Available detection types include Malicious Outbound Connection (medium risk), Expression Injection (high risk), Arbitrary File Deletion (low risk), JNI Injection (high risk), and more. Each type includes a description and risk level for reference.
Click OK.
Configure a protection whitelist
Add a whitelist rule from an alert
If an alert is confirmed as a false positive, add it to the protection whitelist to prevent similar alerts from being generated in the future. When you add an alert to the whitelist, a rule is automatically created from the alert details and applied to the application group that contains the affected process.
For steps, see Add an alert to a whitelist.
View and manage whitelist rules
Log on to the Security Center console.
In the navigation pane on the left, choose Protection Configuration > Application Protection. In the upper-left corner, select the region where your asset is located: Chinese Mainland or Outside Chinese Mainland.
On the Application Configurations tab, click Management Settings in the upper-right corner.
You can also click Protection Whitelist on the Attack Alerts tab to view the whitelist rule list.
In the Management Settings panel, on the Protection Whitelist tab of the Manage Protection Policy tab, view the list of whitelist rules.
You can manage whitelist rules by using the following operations:
Enable or disable: Toggle the switch in the Rule Switch column to enable or disable a whitelist rule.
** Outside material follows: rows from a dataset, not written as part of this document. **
//! Read/write access to the content document.
//!
//! Writes always replace the whole document. Writers inside the process are
//! serialized by one async mutex; readers go straight to disk.

use std::io::ErrorKind;
use std::path::PathBuf;
use std::sync::atomic::{AtomicU64, Ordering};

use tokio::sync::Mutex;

use crate::errors::AppError;
use crate::models::Content;

/// File-backed store for the content document.
pub struct ContentStore {
    path: PathBuf,
    write_lock: Mutex<()>,
    revision: AtomicU64,
}

impl ContentStore {
    pub fn new(path: PathBuf) -> Self {
        Self {
            path,
            write_lock: Mutex::new(()),
            revision: AtomicU64::new(0),
        }
    }

    /// Current in-process revision; bumped by every successful write.
    pub fn revision(&self) -> u64 {
        self.revision.load(Ordering::SeqCst)
    }

    /// Read the document, seeding defaults if none exists yet.
    pub async fn read(&self) -> Result<Content, AppError> {
        match tokio::fs::read(&self.path).await {
            Ok(bytes) => parse(&bytes),
            Err(e) if e.kind() == ErrorKind::NotFound => {
                let _guard = self.write_lock.lock().await;
                self.load_or_seed().await
            }
            Err(e) => Err(e.into()),
        }
    }

    /// Replace the whole document.
    pub async fn write(&self, content: &Content) -> Result<u64, AppError> {
        let _guard = self.write_lock.lock().await;
        self.persist(content).await?;
        Ok(self.bump())
    }

    /// Replace the whole document, refusing if `expected_revision` is stale.
    pub async fn replace(
        &self,
        content: &Content,
        expected_revision: Option<u64>,
    ) -> Result<u64, AppError> {
        let Some(expected) = expected_revision else {
            return self.write(content).await;
        };

        let _guard = self.write_lock.lock().await;
        let current = self.revision();
        if current != expected {
            return Err(AppError::Conflict {
                message: format!(
                    "Revision mismatch: expected {}, current {}",
                    expected, current
                ),
                current_revision: current,
            });
        }

        self.persist(content).await?;
        Ok(self.bump())
    }

    /// Locked read-modify-write. A failed read aborts the update.
    pub async fn update<T, F>(&self, f: F) -> Result<(T, u64), AppError>
    where
        F: FnOnce(&mut Content) -> Result<T, AppError>,
    {
        let _guard = self.write_lock.lock().await;
        let mut content = self.load_or_seed().await?;
        self.apply(&mut content, f).await
    }

    /// Locked read-modify-write that starts from an empty document when the
    /// stored one cannot be read.
    pub async fn update_or_empty<T, F>(&self, f: F) -> Result<(T, u64), AppError>
    where
        F: FnOnce(&mut Content) -> Result<T, AppError>,
    {
        let _guard = self.write_lock.lock().await;
        let mut content = match self.load_or_seed().await {
            Ok(content) => content,
            Err(e) => {
                tracing::warn!(path = %self.path.display(), "Content unreadable, starting empty: {}", e);
                Content::default()
            }
        };
        self.apply(&mut content, f).await
    }

    async fn apply<T, F>(&self, content: &mut Content, f: F) -> Result<(T, u64), AppError>
    where
        F: FnOnce(&mut Content) -> Result<T, AppError>,
    {
        let value = f(content)?;
        self.persist(content).await?;
        Ok((value, self.bump()))
    }

    /// Caller must hold `write_lock`.
    async fn load_or_seed(&self) -> Result<Content, AppError> {
        match tokio::fs::read(&self.path).await {
            Ok(bytes) => parse(&bytes),
            Err(e) if e.kind() == ErrorKind::NotFound => {
                let content = Content::seeded();
                self.persist(&content).await?;
                tracing::info!(path = %self.path.display(), "Seeded default content");
                Ok(content)
            }
            Err(e) => Err(e.into()),
        }
    }

    /// Write to a sibling temp file, then rename over the document.
    async fn persist(&self, content: &Content) -> Result<(), AppError> {
        let json = serde_json::to_vec_pretty(content)
            .map_err(|e| AppError::Internal(format!("Failed to serialize content: {}", e)))?;

        let mut tmp_name = self
            .path
            .file_name()
            .map(|n| n.to_os_string())
            .unwrap_or_else(|| "content.json".into());
        tmp_name.push(".tmp");
        let tmp_path = self.path.with_file_name(tmp_name);

        tokio::fs::write(&tmp_path, &json).await?;
        tokio::fs::rename(&tmp_path, &self.path).await?;
        Ok(())
    }

    fn bump(&self) -> u64 {
        self.revision.fetch_add(1, Ordering::SeqCst) + 1
    }
}

fn parse(bytes: &[u8]) -> Result<Content, AppError> {
    serde_json::from_slice(bytes).map_err(|e| {
        tracing::error!("Content document is corrupt: {:?}", e);
        AppError::Storage(format!("Content document is corrupt: {}", e))
    })
}

#[cfg(test)]
mod tests {
    use super::*;
    use crate::models::{Photo, TimelineEvent, TimelineMedia};
    use std::sync::Arc;
    use tempfile::TempDir;

    fn store_in(dir: &TempDir) -> ContentStore {
        ContentStore::new(dir.path().join("content.json"))
    }

    fn photo(name: &str) -> Photo {
        Photo {
            original: name.to_string(),
            optimized: format!("opt-{}", name),
            caption: Some("caption".to_string()),
            date: None,
        }
    }

    #[tokio::test]
    async fn test_first_read_seeds_and_persists() {
        let dir = TempDir::new().unwrap();
        let store = store_in(&dir);

        let content = store.read().await.unwrap();
        assert_eq!(content, Content::seeded());
        assert!(dir.path().join("content.json").exists());
        assert_eq!(store.revision(), 0);
    }

    #[tokio::test]
    async fn test_write_then_read_round_trip() {
        let dir = TempDir::new().unwrap();
        let store = store_in(&dir);

        let mut content = Content::default();
        content.photos.push(photo("1.jpg"));
        content.video = Some("clip.mp4".to_string());
        content.timeline.push(TimelineEvent {
            title: "Hike".to_string(),
            content: None,
            media: TimelineMedia::Image {
                image: Some("timeline-2.jpg".to_string()),
            },
        });
        content
            .messages
            .insert("heroTitle".to_string(), "Hi".to_string());

        let revision = store.write(&content).await.unwrap();
        assert_eq!(revision, 1);
        assert_eq!(store.read().await.unwrap(), content);
        assert!(!dir.path().join("content.json.tmp").exists());
    }

    #[tokio::test]
    async fn test_corrupt_document_is_storage_error() {
        let dir = TempDir::new().unwrap();
        std::fs::write(dir.path().join("content.json"), b"{ not json").unwrap();
        let store = store_in(&dir);

        let err = store.read().await.unwrap_err();
        assert!(matches!(err, AppError::Storage(_)));

        let err = store.update(|_| Ok(())).await.unwrap_err();
        assert!(matches!(err, AppError::Storage(_)));
    }

    #[tokio::test]
    async fn test_update_or_empty_recovers_from_corruption() {
        let dir = TempDir::new().unwrap();
        std::fs::write(dir.path().join("content.json"), b"[1, 2").unwrap();
        let store = store_in(&dir);

        let (_, revision) = store
            .update_or_empty(|c| {
                c.photos.push(photo("a.jpg"));
                Ok(())
            })
            .await
            .unwrap();

        assert_eq!(revision, 1);
        let content = store.read().await.unwrap();
        assert_eq!(content.photos, vec![photo("a.jpg")]);
        assert!(content.messages.is_empty());
    }

    #[tokio::test]
    async fn test_failed_closure_leaves_document_unchanged() {
        let dir = TempDir::new().unwrap();
        let store = store_in(&dir);
        let before = store.read().await.unwrap();

        let result: Result<((), u64), AppError> = store
            .update(|c| {
                c.photos.push(photo("x.jpg"));
                Err(AppError::Validation("nope".to_string()))
            })
            .await;

        assert!(result.is_err());
        assert_eq!(store.read().await.unwrap(), before);
        assert_eq!(store.revision(), 0);
    }

    #[tokio::test]
    async fn test_replace_with_stale_revision_conflicts() {
        let dir = TempDir::new().unwrap();
        let store = store_in(&dir);

        store.replace(&Content::default(), Some(0)).await.unwrap();

        let err = store
            .replace(&Content::seeded(), Some(0))
            .await
            .unwrap_err();
        match err {
            AppError::Conflict {
                current_revision, ..
            } => assert_eq!(current_revision, 1),
            other => panic!("expected conflict, got {:?}", other),
        }
        assert_eq!(store.read().await.unwrap(), Content::default());
    }

    #[tokio::test]
    async fn test_concurrent_updates_do_not_lose_writes() {
        let dir = TempDir::new().unwrap();
        let store = Arc::new(store_in(&dir));

        let mut handles = Vec::new();
        for i in 0..16 {
            let store = store.clone();
            handles.push(tokio::spawn(async move {
                store
                    .update(move |c| {
                        c.photos.push(photo(&format!("{}.jpg", i)));
                        Ok(())
                    })
                    .await
            }));
        }
        for handle in handles {
            handle.await.unwrap().unwrap();
        }

        assert_eq!(store.read().await.unwrap().photos.len(), 16);
        assert_eq!(store.revision(), 16);
    }
}
//! Content document and color preset endpoints.

use std::collections::BTreeMap;

use axum::{
    extract::{rejection::JsonRejection, Path, Query, State},
    Json,
};
use serde::Deserialize;

use super::{error, success, ApiResult};
use crate::errors::{AppError, AppErrorWithRevision};
use crate::models::{color_preset, color_presets, Colors, Content, MAX_PHOTOS};
use crate::AppState;

/// Query parameters for a content replacement.
#[derive(Debug, Default, Deserialize)]
#[serde(rename_all = "camelCase")]
pub struct ReplaceParams {
    #[serde(default)]
    pub expected_revision: Option<u64>,
}

/// Response header carrying the store revision on a bare content read.
pub const REVISION_HEADER: &str = "x-revision-id";

/// GET /api/content - Get the full content document.
///
/// The public page reads `photos`, `timeline` and friends straight off the
/// body, so the document is returned without the envelope.
pub async fn get_content(
    State(state): State<AppState>,
) -> Result<([(&'static str, String); 1], Json<Content>), AppErrorWithRevision> {
    let revision_id = state.store.revision();

    match state.store.read().await {
        Ok(content) => Ok(([(REVISION_HEADER, revision_id.to_string())], Json(content))),
        Err(e) => error(e, revision_id),
    }
}

/// POST /api/content - Replace the whole content document.
pub async fn replace_content(
    State(state): State<AppState>,
    Query(params): Query<ReplaceParams>,
    body: Result<Json<Content>, JsonRejection>,
) -> ApiResult<()> {
    let revision_id = state.store.revision();

    let Json(content) = match body {
        Ok(body) => body,
        Err(rejection) => {
            return error(
                AppError::BadRequest(format!("Invalid content: {}", rejection.body_text())),
                revision_id,
            )
        }
    };

    if content.photos.len() > MAX_PHOTOS {
        return error(
            AppError::Validation(format!("Maximum {} photos allowed", MAX_PHOTOS)),
            revision_id,
        );
    }

    match state
        .store
        .replace(&content, params.expected_revision)
        .await
    {
        Ok(new_revision) => {
            tracing::info!(
                photos = content.photos.len(),
                timeline = content.timeline.len(),
                "Content replaced"
            );
            success((), new_revision)
        }
        Err(e) => error(e, revision_id),
    }
}

/// GET /api/color-presets - List the named color palettes.
pub async fn list_color_presets(
    State(state): State<AppState>,
) -> ApiResult<BTreeMap<&'static str, Colors>> {
    success(color_presets().into_iter().collect(), state.store.revision())
}

/// POST /api/color-presets/{name} - Apply a palette to the stored colors.
pub async fn apply_color_preset(
    State(state): State<AppState>,
    Path(name): Path<String>,
) -> ApiResult<Content> {
    let revision_id = state.store.revision();

    let Some(colors) = color_preset(&name) else {
        return error(
            AppError::NotFound(format!("Color preset {} not found", name)),
            revision_id,
        );
    };

    let result = state
        .store
        .update(move |content| {
            content.colors = colors;
            Ok(content.clone())
        })
        .await;

    match result {
        Ok((content, new_revision)) => {
            tracing::info!(preset = %name, "Color preset applied");
            success(content, new_revision)
        }
        Err(e) => error(e, revision_id),
    }
}
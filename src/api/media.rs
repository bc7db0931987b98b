//! Photo and video deletion endpoints.

use axum::extract::{Path, State};
use serde::Serialize;

use super::{error, success, ApiResult};
use crate::AppState;

/// Result of clearing the gallery.
#[derive(Debug, Serialize)]
#[serde(rename_all = "camelCase")]
pub struct ClearedPhotos {
    pub removed: usize,
}

/// DELETE /api/photos/{filename} - Delete one photo.
pub async fn delete_photo(
    State(state): State<AppState>,
    Path(filename): Path<String>,
) -> ApiResult<()> {
    let revision_id = state.store.revision();

    match state.media.delete_photo(&filename).await {
        Ok(new_revision) => success((), new_revision),
        Err(e) => error(e, revision_id),
    }
}

/// DELETE /api/photos - Delete every photo.
pub async fn clear_photos(State(state): State<AppState>) -> ApiResult<ClearedPhotos> {
    let revision_id = state.store.revision();

    match state.media.clear_photos().await {
        Ok((removed, new_revision)) => success(ClearedPhotos { removed }, new_revision),
        Err(e) => error(e, revision_id),
    }
}

/// DELETE /api/video - Remove the site video.
pub async fn remove_video(State(state): State<AppState>) -> ApiResult<()> {
    let revision_id = state.store.revision();

    match state.media.remove_video().await {
        Ok(new_revision) => success((), new_revision),
        Err(e) => error(e, revision_id),
    }
}
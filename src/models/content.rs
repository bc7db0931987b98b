//! Content document model: the single aggregate holding all site state.

use std::collections::BTreeMap;

use serde::{Deserialize, Serialize};

use super::TimelineEvent;

/// Upper bound on stored photos.
pub const MAX_PHOTOS: usize = 30;

/// Text field name → text, e.g. `heroTitle`.
pub type Messages = BTreeMap<String, String>;

/// Color slot name → CSS color, e.g. `primaryColor`.
pub type Colors = BTreeMap<String, String>;

/// The root content document.
#[derive(Debug, Clone, Default, PartialEq, Serialize, Deserialize)]
#[serde(rename_all = "camelCase")]
pub struct Content {
    #[serde(default)]
    pub photos: Vec<Photo>,
    #[serde(default)]
    pub video: Option<String>,
    #[serde(default)]
    pub timeline: Vec<TimelineEvent>,
    #[serde(default)]
    pub messages: Messages,
    #[serde(default)]
    pub colors: Colors,
}

impl Content {
    /// Remove every photo whose original or optimized name equals `filename`.
    /// Returns the removed records.
    pub fn remove_photo(&mut self, filename: &str) -> Vec<Photo> {
        let (removed, kept): (Vec<Photo>, Vec<Photo>) = std::mem::take(&mut self.photos)
            .into_iter()
            .partition(|p| p.matches(filename));
        self.photos = kept;
        removed
    }
}

/// An uploaded gallery photo. Identity is the optimized filename.
#[derive(Debug, Clone, PartialEq, Eq, Serialize, Deserialize)]
#[serde(rename_all = "camelCase")]
pub struct Photo {
    pub original: String,
    pub optimized: String,
    #[serde(default, skip_serializing_if = "Option::is_none")]
    pub caption: Option<String>,
    #[serde(default, skip_serializing_if = "Option::is_none")]
    pub date: Option<String>,
}

impl Photo {
    pub fn matches(&self, filename: &str) -> bool {
        self.original == filename || self.optimized == filename
    }
}

/// Response body for single-file uploads.
#[derive(Debug, Clone, Serialize, Deserialize)]
#[serde(rename_all = "camelCase")]
pub struct StoredFile {
    pub filename: String,
}
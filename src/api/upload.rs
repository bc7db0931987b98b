//! Multipart upload endpoints.

use axum::body::Bytes;
use axum::extract::multipart::Field;
use axum::extract::{Multipart, State};
use serde::Serialize;

use super::{error, uploaded, UploadResult};
use crate::errors::AppError;
use crate::media::UploadedFile;
use crate::models::{Photo, StoredFile, MAX_PHOTOS};
use crate::AppState;

/// Body of a gallery upload response.
#[derive(Debug, Serialize)]
#[serde(rename_all = "camelCase")]
pub struct UploadedPhotos {
    pub files: Vec<Photo>,
}

/// Fields collected from one multipart request.
#[derive(Debug, Default)]
struct UploadForm {
    files: Vec<UploadedFile>,
    captions: Vec<String>,
    dates: Vec<String>,
    event_index: Option<usize>,
}

impl UploadForm {
    /// Read every part, keeping files sent under `file_field`. Each file may
    /// be at most `max_file_size` bytes.
    async fn read(
        mut multipart: Multipart,
        file_field: &str,
        max_file_size: usize,
    ) -> Result<Self, AppError> {
        let mut form = UploadForm::default();

        while let Some(field) = multipart.next_field().await? {
            let name = field.name().unwrap_or("").to_string();

            if name == file_field {
                let file_name = field.file_name().unwrap_or("").to_string();
                let content_type = field
                    .content_type()
                    .unwrap_or("application/octet-stream")
                    .to_string();
                let bytes = read_limited(field, &file_name, max_file_size).await?;
                form.files.push(UploadedFile {
                    file_name,
                    content_type,
                    bytes,
                });
            } else if let Some(slot) = indexed_slot(&name, "captions") {
                place(&mut form.captions, slot, field.text().await?)?;
            } else if let Some(slot) = indexed_slot(&name, "dates") {
                place(&mut form.dates, slot, field.text().await?)?;
            } else if name == "eventIndex" {
                let raw = field.text().await?;
                let index = raw.trim().parse::<usize>().map_err(|_| {
                    AppError::Validation(format!(
                        "eventIndex must be a non-negative integer, got {:?}",
                        raw
                    ))
                })?;
                form.event_index = Some(index);
            }
        }

        Ok(form)
    }

    fn single_file(mut self, what: &str) -> Result<(Option<usize>, UploadedFile), AppError> {
        match self.files.len() {
            0 => Err(AppError::Validation(format!("No {} provided", what))),
            1 => Ok((self.event_index, self.files.remove(0))),
            n => Err(AppError::Validation(format!(
                "Expected one {}, got {}",
                what, n
            ))),
        }
    }
}

/// Collect a file part, failing as soon as it grows past `limit`.
async fn read_limited(
    mut field: Field<'_>,
    file_name: &str,
    limit: usize,
) -> Result<Bytes, AppError> {
    let mut buf = Vec::new();
    while let Some(chunk) = field.chunk().await? {
        if buf.len() + chunk.len() > limit {
            return Err(AppError::Validation(format!(
                "{} exceeds the {} byte file size limit",
                if file_name.is_empty() { "upload" } else { file_name },
                limit
            )));
        }
        buf.extend_from_slice(&chunk);
    }
    Ok(Bytes::from(buf))
}

/// `captions`, `captions[]` → append; `captions[3]` → index 3.
fn indexed_slot(name: &str, base: &str) -> Option<Option<usize>> {
    let rest = name.strip_prefix(base)?;
    if rest.is_empty() || rest == "[]" {
        return Some(None);
    }
    rest.strip_prefix('[')?
        .strip_suffix(']')?
        .parse::<usize>()
        .ok()
        .map(Some)
}

fn place(values: &mut Vec<String>, slot: Option<usize>, value: String) -> Result<(), AppError> {
    let index = slot.unwrap_or(values.len());
    if index >= MAX_PHOTOS {
        return Err(AppError::Validation(format!(
            "Field index {} exceeds the {} photo limit",
            index, MAX_PHOTOS
        )));
    }
    if values.len() <= index {
        values.resize(index + 1, String::new());
    }
    values[index] = value;
    Ok(())
}

/// POST /upload/photos - Upload gallery photos.
pub async fn upload_photos(
    State(state): State<AppState>,
    multipart: Multipart,
) -> UploadResult<UploadedPhotos> {
    let revision_id = state.store.revision();
    let max_file_size = state.config.upload_max_size;

    let form = match UploadForm::read(multipart, "photos", max_file_size).await {
        Ok(form) => form,
        Err(e) => return error(e, revision_id),
    };

    if form.files.len() > MAX_PHOTOS {
        return error(
            AppError::Validation(format!("Maximum {} photos per upload", MAX_PHOTOS)),
            revision_id,
        );
    }

    // Early rejection before any file is written. Ingest checks again under
    // the store lock. The store may be unreadable; ingest falls back to an
    // empty document then.
    let existing = state
        .store
        .read()
        .await
        .map(|c| c.photos.len())
        .unwrap_or(0);
    if existing + form.files.len() > MAX_PHOTOS {
        return error(
            AppError::Validation(format!(
                "Maximum {} photos allowed ({} stored, {} uploaded)",
                MAX_PHOTOS,
                existing,
                form.files.len()
            )),
            revision_id,
        );
    }

    match state
        .media
        .ingest_photos(form.files, &form.captions, &form.dates)
        .await
    {
        Ok((files, new_revision)) => uploaded(UploadedPhotos { files }, new_revision),
        Err(e) => error(e, revision_id),
    }
}

/// POST /upload/video - Upload the site video.
pub async fn upload_video(
    State(state): State<AppState>,
    multipart: Multipart,
) -> UploadResult<StoredFile> {
    let revision_id = state.store.revision();
    let max_file_size = state.config.upload_max_size;

    let result = match UploadForm::read(multipart, "video", max_file_size).await {
        Ok(form) => form.single_file("video file"),
        Err(e) => Err(e),
    };
    let file = match result {
        Ok((_, file)) => file,
        Err(e) => return error(e, revision_id),
    };

    match state.media.ingest_video(file).await {
        Ok((filename, new_revision)) => uploaded(StoredFile { filename }, new_revision),
        Err(e) => error(e, revision_id),
    }
}

/// POST /upload/timeline - Upload an image for a timeline event.
pub async fn upload_timeline_image(
    State(state): State<AppState>,
    multipart: Multipart,
) -> UploadResult<StoredFile> {
    let revision_id = state.store.revision();
    let max_file_size = state.config.upload_max_size;

    let result = match UploadForm::read(multipart, "timelineImage", max_file_size).await {
        Ok(form) => form.single_file("timeline image"),
        Err(e) => Err(e),
    };
    let (event_index, file) = match result {
        Ok(parts) => parts,
        Err(e) => return error(e, revision_id),
    };

    match state.media.ingest_timeline_image(event_index, file).await {
        Ok(filename) => uploaded(StoredFile { filename }, revision_id),
        Err(e) => error(e, revision_id),
    }
}

/// POST /upload/timeline-video - Upload a video for a timeline event.
pub async fn upload_timeline_video(
    State(state): State<AppState>,
    multipart: Multipart,
) -> UploadResult<StoredFile> {
    let revision_id = state.store.revision();
    let max_file_size = state.config.upload_max_size;

    let result = match UploadForm::read(multipart, "timelineVideo", max_file_size).await {
        Ok(form) => form.single_file("timeline video"),
        Err(e) => Err(e),
    };
    let (event_index, file) = match result {
        Ok(parts) => parts,
        Err(e) => return error(e, revision_id),
    };

    match state.media.ingest_timeline_video(event_index, file).await {
        Ok(filename) => uploaded(StoredFile { filename }, revision_id),
        Err(e) => error(e, revision_id),
    }
}
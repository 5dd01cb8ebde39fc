//! Catalog playlist models

use serde::Serialize;

/// Image attached to a playlist or album
#[derive(Debug, Clone, PartialEq, Serialize)]
pub struct Image {
    pub url: String,
    pub height: Option<u32>,
    pub width: Option<u32>,
}

/// Playlist owner
#[derive(Debug, Clone, Default, PartialEq, Serialize)]
pub struct Owner {
    pub id: String,
    pub display_name: String,
}

/// Reference to a playlist's track collection
#[derive(Debug, Clone, Default, PartialEq, Serialize)]
pub struct TrackSummary {
    pub total: u32,
    pub href: String,
}

/// A playlist as returned by the catalog API, normalized.
#[derive(Debug, Clone, PartialEq, Serialize)]
pub struct CatalogItem {
    pub id: String,
    pub name: String,
    pub description: String,
    pub images: Vec<Image>,
    pub owner: Owner,
    pub tracks: TrackSummary,
    pub external_url: Option<String>,
}

impl CatalogItem {
    /// URL of the first (largest) image, if any.
    pub fn image_url(&self) -> Option<&str> {
        self.images.first().map(|i| i.url.as_str())
    }
}

/// Playlist page: metadata plus the tracks embedded in the same response.
#[derive(Debug, Clone, Serialize)]
pub struct PlaylistDetail {
    pub playlist: CatalogItem,
    pub tracks: Vec<super::Track>,
}

/// Browse category (genre)
#[derive(Debug, Clone, PartialEq, Serialize)]
pub struct Category {
    pub id: &'static str,
    pub name: &'static str,
}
Edit or delete: Click Edit or Delete in the Actions column to modify or delete a whitelist rule.
Create a whitelist rule manually
A manually created rule lets you configure whitelists for multiple detection types across multiple application groups.
Log on to the Security Center console.
In the navigation pane on the left, choose Protection Configuration > Application Protection. In the upper-left corner, select the region where your asset is located: Chinese Mainland or Outside Chinese Mainland.
On the Application Configurations tab, click Management Settings in the upper-right corner.
You can also click Protection Whitelist on the Attack Alerts tab.
In the Management Settings panel, on the Protection Whitelist tab of the Manage Protection Policy tab, click Create Whitelist.
In the Create Whitelist panel, configure the rule parameters and click OK.
The following describes some of the parameters. For other parameters, refer to the descriptions in the console.
Match Mode: Select the match method for the whitelist rule. Options:
Exact Match: Suppresses alerts when the transmitted content is identical to the match content.
Partial Match: Suppresses alerts when the transmitted content contains the match content.
Prefix Match: Suppresses alerts when the transmitted content starts with the match content.
Suffix Match: Suppresses alerts when the transmitted content ends with the match content.
Content to Match: Set the match content based on the selected match method. You can use the value of Malicious Characteristics, Specified Parameters, or Request URL from the alert details page as the match content.
Modify the protection policy for an application group
You can modify the protection policy for an application group by performing the following steps.
On the Application Protection page, on the Application Configurations tab, click Protection Policy in the Actions column for the target application group.
In the Protection Policy panel, modify Protection Status, Protection Mode, Protection Policy Group, Detection Policy, and Common Settings as needed.
Click OK.
(Optional) On the Application Configurations tab, perform batch operations as described below.
Switch to Block mode: Select the target application groups and click Protect All below the list to change the protection mode to Block.
Switch to Monitor mode: Select the target application groups and click Monitor All below the list to change the protection mode to Monitor.
Disable detection or protection: Select the target application groups and click Cancel Protection below the list. This disables the protection capability for the selected application groups. No attack behavior is detected or blocked.
Enable detection or protection: Select the target application groups and click Enable All below the list to re-enable the selected application groups.